■ REQUIRED WORK ■
Output each line of the listing that follows, with every character kept as it is.
==========
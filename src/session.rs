//! Per-user conversation state and the process-wide session store.
//!
//! A `Session` is created lazily on first contact, mutated every turn, and
//! destroyed only by explicit reset — there is no implicit expiry. The store
//! hands out one lock per user identifier so concurrent turns for the same
//! user serialize (turn counting and history appends stay linearizable)
//! while different users never contend.

use std::collections::VecDeque;
use std::sync::{Arc, Mutex};
use std::time::{SystemTime, UNIX_EPOCH};

use dashmap::DashMap;
use serde::{Deserialize, Serialize};

use crate::sentiment::SentimentScore;

/// A specific life-problem category identified during a conversation.
#[derive(Debug, Clone, Copy, PartialEq, Eq, Serialize, Deserialize)]
#[serde(rename_all = "snake_case")]
pub enum Problem {
    Friends,
    Relationship,
    Family,
    Bullying,
    Exam,
    Work,
    Money,
    Health,
    SelfEsteem,
    Lonely,
}

impl Problem {
    /// Fixed tie-break order: when several problem intents co-occur, the
    /// first category in this list wins.
    pub const TIE_BREAK: &'static [Problem] = &[
        Problem::Friends,
        Problem::Relationship,
        Problem::Family,
        Problem::Bullying,
        Problem::Exam,
        Problem::Work,
        Problem::Money,
        Problem::Health,
        Problem::SelfEsteem,
        Problem::Lonely,
    ];

    /// Stable snake_case label.
    pub fn label(&self) -> &'static str {
        match self {
            Self::Friends => "friends",
            Self::Relationship => "relationship",
            Self::Family => "family",
            Self::Bullying => "bullying",
            Self::Exam => "exam",
            Self::Work => "work",
            Self::Money => "money",
            Self::Health => "health",
            Self::SelfEsteem => "self_esteem",
            Self::Lonely => "lonely",
        }
    }
}

/// The dominant emotion the cascade last classified for a session.
#[derive(Debug, Clone, Copy, PartialEq, Eq, Serialize, Deserialize)]
#[serde(rename_all = "snake_case")]
pub enum EmotionState {
    Crying,
    Stress,
    Anxiety,
    AnxietyStress,
    LowMood,
    Negative,
}

impl EmotionState {
    /// Stable snake_case label.
    pub fn label(&self) -> &'static str {
        match self {
            Self::Crying => "crying",
            Self::Stress => "stress",
            Self::Anxiety => "anxiety",
            Self::AnxietyStress => "anxiety_stress",
            Self::LowMood => "low_mood",
            Self::Negative => "negative",
        }
    }
}

/// One recorded user turn: utterance, its sentiment, and when it arrived.
#[derive(Debug, Clone, Serialize, Deserialize)]
pub struct TurnRecord {
    /// The raw user utterance.
    pub utterance: String,
    /// The collaborator-provided sentiment for this utterance.
    pub sentiment: SentimentScore,
    /// Milliseconds since epoch.
    pub timestamp_ms: u64,
}

/// Per-user conversation state.
#[derive(Debug, Clone, Serialize, Deserialize)]
pub struct Session {
    /// Recent turns in arrival order, capped at `max_history`.
    history: VecDeque<TurnRecord>,
    /// Total processed utterances. Independent of the history cap; never
    /// resets except via store-level reset.
    pub turn_count: u32,
    /// Last-classified dominant emotion. Last write wins.
    pub emotion_detected: Option<EmotionState>,
    /// Last-identified problem category. Last write wins, never cleared
    /// within a session.
    pub problem_identified: Option<Problem>,
    /// Milliseconds since epoch of the most recent turn.
    pub last_interaction_ms: u64,
    max_history: usize,
}

fn now_ms() -> u64 {
    SystemTime::now()
        .duration_since(UNIX_EPOCH)
        .unwrap_or_default()
        .as_millis() as u64
}

impl Session {
    /// Fresh session: empty history, turn_count 0, no emotion or problem.
    pub fn new(max_history: usize) -> Self {
        Self {
            history: VecDeque::new(),
            turn_count: 0,
            emotion_detected: None,
            problem_identified: None,
            last_interaction_ms: now_ms(),
            max_history,
        }
    }

    /// Append a turn: records the utterance, bumps the turn counter, and
    /// refreshes the interaction timestamp. Oldest history entries are
    /// evicted past the cap; `turn_count` keeps counting regardless.
    pub fn record_turn(&mut self, utterance: impl Into<String>, sentiment: SentimentScore) {
        let timestamp_ms = now_ms();
        self.history.push_back(TurnRecord {
            utterance: utterance.into(),
            sentiment,
            timestamp_ms,
        });
        while self.history.len() > self.max_history {
            self.history.pop_front();
        }
        self.turn_count += 1;
        self.last_interaction_ms = timestamp_ms;
    }

    /// Recorded turns, oldest first.
    pub fn history(&self) -> &VecDeque<TurnRecord> {
        &self.history
    }
}

/// Process-wide mapping from user identifier to session state.
///
/// DashMap shards the map across users; the per-entry `Mutex` serializes
/// turns for a single user. Entries grow until explicitly reset or swept
/// by `evict_idle`.
pub struct SessionStore {
    sessions: DashMap<String, Arc<Mutex<Session>>>,
    max_history: usize,
}

impl SessionStore {
    /// Create an empty store; sessions cap their history at `max_history`.
    pub fn new(max_history: usize) -> Self {
        Self {
            sessions: DashMap::new(),
            max_history,
        }
    }

    /// Fetch the session for a user, creating a fresh one on first contact.
    pub fn get_or_create(&self, user_id: &str) -> Arc<Mutex<Session>> {
        self.sessions
            .entry(user_id.to_string())
            .or_insert_with(|| Arc::new(Mutex::new(Session::new(self.max_history))))
            .value()
            .clone()
    }

    /// Fetch the session for a user without creating one.
    pub fn get(&self, user_id: &str) -> Option<Arc<Mutex<Session>>> {
        self.sessions.get(user_id).map(|entry| entry.value().clone())
    }

    /// Whether a session exists for the user.
    pub fn contains(&self, user_id: &str) -> bool {
        self.sessions.contains_key(user_id)
    }

    /// Remove a user's session entirely. The next utterance starts over at
    /// turn 1 with no remembered emotion or problem.
    pub fn reset(&self, user_id: &str) -> bool {
        self.sessions.remove(user_id).is_some()
    }

    /// Number of live sessions.
    pub fn len(&self) -> usize {
        self.sessions.len()
    }

    /// Whether no sessions are live.
    pub fn is_empty(&self) -> bool {
        self.sessions.is_empty()
    }

    /// Sweep sessions idle for longer than `max_idle_ms`. Returns how many
    /// were removed. The caller owns the sweep cadence; the store never
    /// expires anything on its own.
    pub fn evict_idle(&self, max_idle_ms: u64) -> usize {
        let cutoff = now_ms().saturating_sub(max_idle_ms);
        let stale: Vec<String> = self
            .sessions
            .iter()
            .filter(|entry| {
                entry
                    .value()
                    .lock()
                    .map(|s| s.last_interaction_ms < cutoff)
                    .unwrap_or(false)
            })
            .map(|entry| entry.key().clone())
            .collect();
        let mut removed = 0;
        for user_id in stale {
            if self.sessions.remove(&user_id).is_some() {
                removed += 1;
            }
        }
        removed
    }
}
==========
■ ANSWER BOX ■
filename src/session.rs
//! Per-user conversation state and the process-wide session store.
//!
//! A `Session` is created lazily on first contact, mutated every turn, and
//! destroyed only by explicit reset — there is no implicit expiry. The store
//! hands out one lock per user identifier so concurrent turns for the same
//! user serialize (turn counting and history appends stay linearizable)
//! while different users never contend.

use std::collections::VecDeque;
use std::sync::{Arc, Mutex};
use std::time::{SystemTime, UNIX_EPOCH};

use dashmap::DashMap;
use serde::{Deserialize, Serialize};

use crate::sentiment::SentimentScore;

/// A specific life-problem category identified during a conversation.
#[derive(Debug, Clone, Copy, PartialEq, Eq, Serialize, Deserialize)]
#[serde(rename_all = "snake_case")]
pub enum Problem {
    Friends,
    Relationship,
    Family,
    Bullying,
    Exam,
    Work,
    Money,
    Health,
    SelfEsteem,
    Lonely,
}

impl Problem {
    /// Fixed tie-break order: when several problem intents co-occur, the
    /// first category in this list wins.
    pub const TIE_BREAK: &'static [Problem] = &[
        Problem::Friends,
        Problem::Relationship,
        Problem::Family,
        Problem::Bullying,
        Problem::Exam,
        Problem::Work,
        Problem::Money,
        Problem::Health,
        Problem::SelfEsteem,
        Problem::Lonely,
    ];

    /// Stable snake_case label.
    pub fn label(&self) -> &'static str {
        match self {
            Self::Friends => "friends",
            Self::Relationship => "relationship",
            Self::Family => "family",
            Self::Bullying => "bullying",
            Self::Exam => "exam",
            Self::Work => "work",
            Self::Money => "money",
            Self::Health => "health",
            Self::SelfEsteem => "self_esteem",
            Self::Lonely => "lonely",
        }
    }
}

/// The dominant emotion the cascade last classified for a session.
#[derive(Debug, Clone, Copy, PartialEq, Eq, Serialize, Deserialize)]
#[serde(rename_all = "snake_case")]
pub enum EmotionState {
    Crying,
    Stress,
    Anxiety,
    AnxietyStress,
    LowMood,
    Negative,
}

impl EmotionState {
    /// Stable snake_case label.
    pub fn label(&self) -> &'static str {
        match self {
            Self::Crying => "crying",
            Self::Stress => "stress",
            Self::Anxiety => "anxiety",
            Self::AnxietyStress => "anxiety_stress",
            Self::LowMood => "low_mood",
            Self::Negative => "negative",
        }
    }
}

/// One recorded user turn: utterance, its sentiment, and when it arrived.
#[derive(Debug, Clone, Serialize, Deserialize)]
pub struct TurnRecord {
    /// The raw user utterance.
    pub utterance: String,
    /// The collaborator-provided sentiment for this utterance.
    pub sentiment: SentimentScore,
    /// Milliseconds since epoch.
    pub timestamp_ms: u64,
}

/// Per-user conversation state.
#[derive(Debug, Clone, Serialize, Deserialize)]
pub struct Session {
    /// Recent turns in arrival order, capped at `max_history`.
    history: VecDeque<TurnRecord>,
    /// Total processed utterances. Independent of the history cap; never
    /// resets except via store-level reset.
    pub turn_count: u32,
    /// Last-classified dominant emotion. Last write wins.
    pub emotion_detected: Option<EmotionState>,
    /// Last-identified problem category. Last write wins, never cleared
    /// within a session.
    pub problem_identified: Option<Problem>,
    /// Milliseconds since epoch of the most recent turn.
    pub last_interaction_ms: u64,
    max_history: usize,
}

fn now_ms() -> u64 {
    SystemTime::now()
        .duration_since(UNIX_EPOCH)
        .unwrap_or_default()
        .as_millis() as u64
}

impl Session {
    /// Fresh session: empty history, turn_count 0, no emotion or problem.
    pub fn new(max_history: usize) -> Self {
        Self {
            history: VecDeque::new(),
            turn_count: 0,
            emotion_detected: None,
            problem_identified: None,
            last_interaction_ms: now_ms(),
            max_history,
        }
    }

    /// Append a turn: records the utterance, bumps the turn counter, and
    /// refreshes the interaction timestamp. Oldest history entries are
    /// evicted past the cap; `turn_count` keeps counting regardless.
    pub fn record_turn(&mut self, utterance: impl Into<String>, sentiment: SentimentScore) {
        let timestamp_ms = now_ms();
        self.history.push_back(TurnRecord {
            utterance: utterance.into(),
            sentiment,
            timestamp_ms,
        });
        while self.history.len() > self.max_history {
            self.history.pop_front();
        }
        self.turn_count += 1;
        self.last_interaction_ms = timestamp_ms;
    }

    /// Recorded turns, oldest first.
    pub fn history(&self) -> &VecDeque<TurnRecord> {
        &self.history
    }
}

/// Process-wide mapping from user identifier to session state.
///
/// DashMap shards the map across users; the per-entry `Mutex` serializes
/// turns for a single user. Entries grow until explicitly reset or swept
/// by `evict_idle`.
pub struct SessionStore {
    sessions: DashMap<String, Arc<Mutex<Session>>>,
    max_history: usize,
}

impl SessionStore {
    /// Create an empty store; sessions cap their history at `max_history`.
    pub fn new(max_history: usize) -> Self {
        Self {
            sessions: DashMap::new(),
            max_history,
        }
    }

    /// Fetch the session for a user, creating a fresh one on first contact.
    pub fn get_or_create(&self, user_id: &str) -> Arc<Mutex<Session>> {
        self.sessions
            .entry(user_id.to_string())
            .or_insert_with(|| Arc::new(Mutex::new(Session::new(self.max_history))))
            .value()
            .clone()
    }

    /// Fetch the session for a user without creating one.
    pub fn get(&self, user_id: &str) -> Option<Arc<Mutex<Session>>> {
        self.sessions.get(user_id).map(|entry| entry.value().clone())
    }

    /// Whether a session exists for the user.
    pub fn contains(&self, user_id: &str) -> bool {
        self.sessions.contains_key(user_id)
    }

    /// Remove a user's session entirely. The next utterance starts over at
    /// turn 1 with no remembered emotion or problem.
    pub fn reset(&self, user_id: &str) -> bool {
        self.sessions.remove(user_id).is_some()
    }

    /// Number of live sessions.
    pub fn len(&self) -> usize {
        self.sessions.len()
    }

    /// Whether no sessions are live.
    pub fn is_empty(&self) -> bool {
        self.sessions.is_empty()
    }

    /// Sweep sessions idle for longer than `max_idle_ms`. Returns how many
    /// were removed. The caller owns the sweep cadence; the store never
    /// expires anything on its own.
    pub fn evict_idle(&self, max_idle_ms: u64) -> usize {
        let cutoff = now_ms().saturating_sub(max_idle_ms);
        let stale: Vec<String> = self
            .sessions
            .iter()
            .filter(|entry| {
                entry
                    .value()
                    .lock()
                    .map(|s| s.last_interaction_ms < cutoff)
                    .unwrap_or(false)
            })
            .map(|entry| entry.key().clone())
            .collect();
        let mut removed = 0;
        for user_id in stale {
            if self.sessions.remove(&user_id).is_some() {
                removed += 1;
            }
        }
        removed
    }
}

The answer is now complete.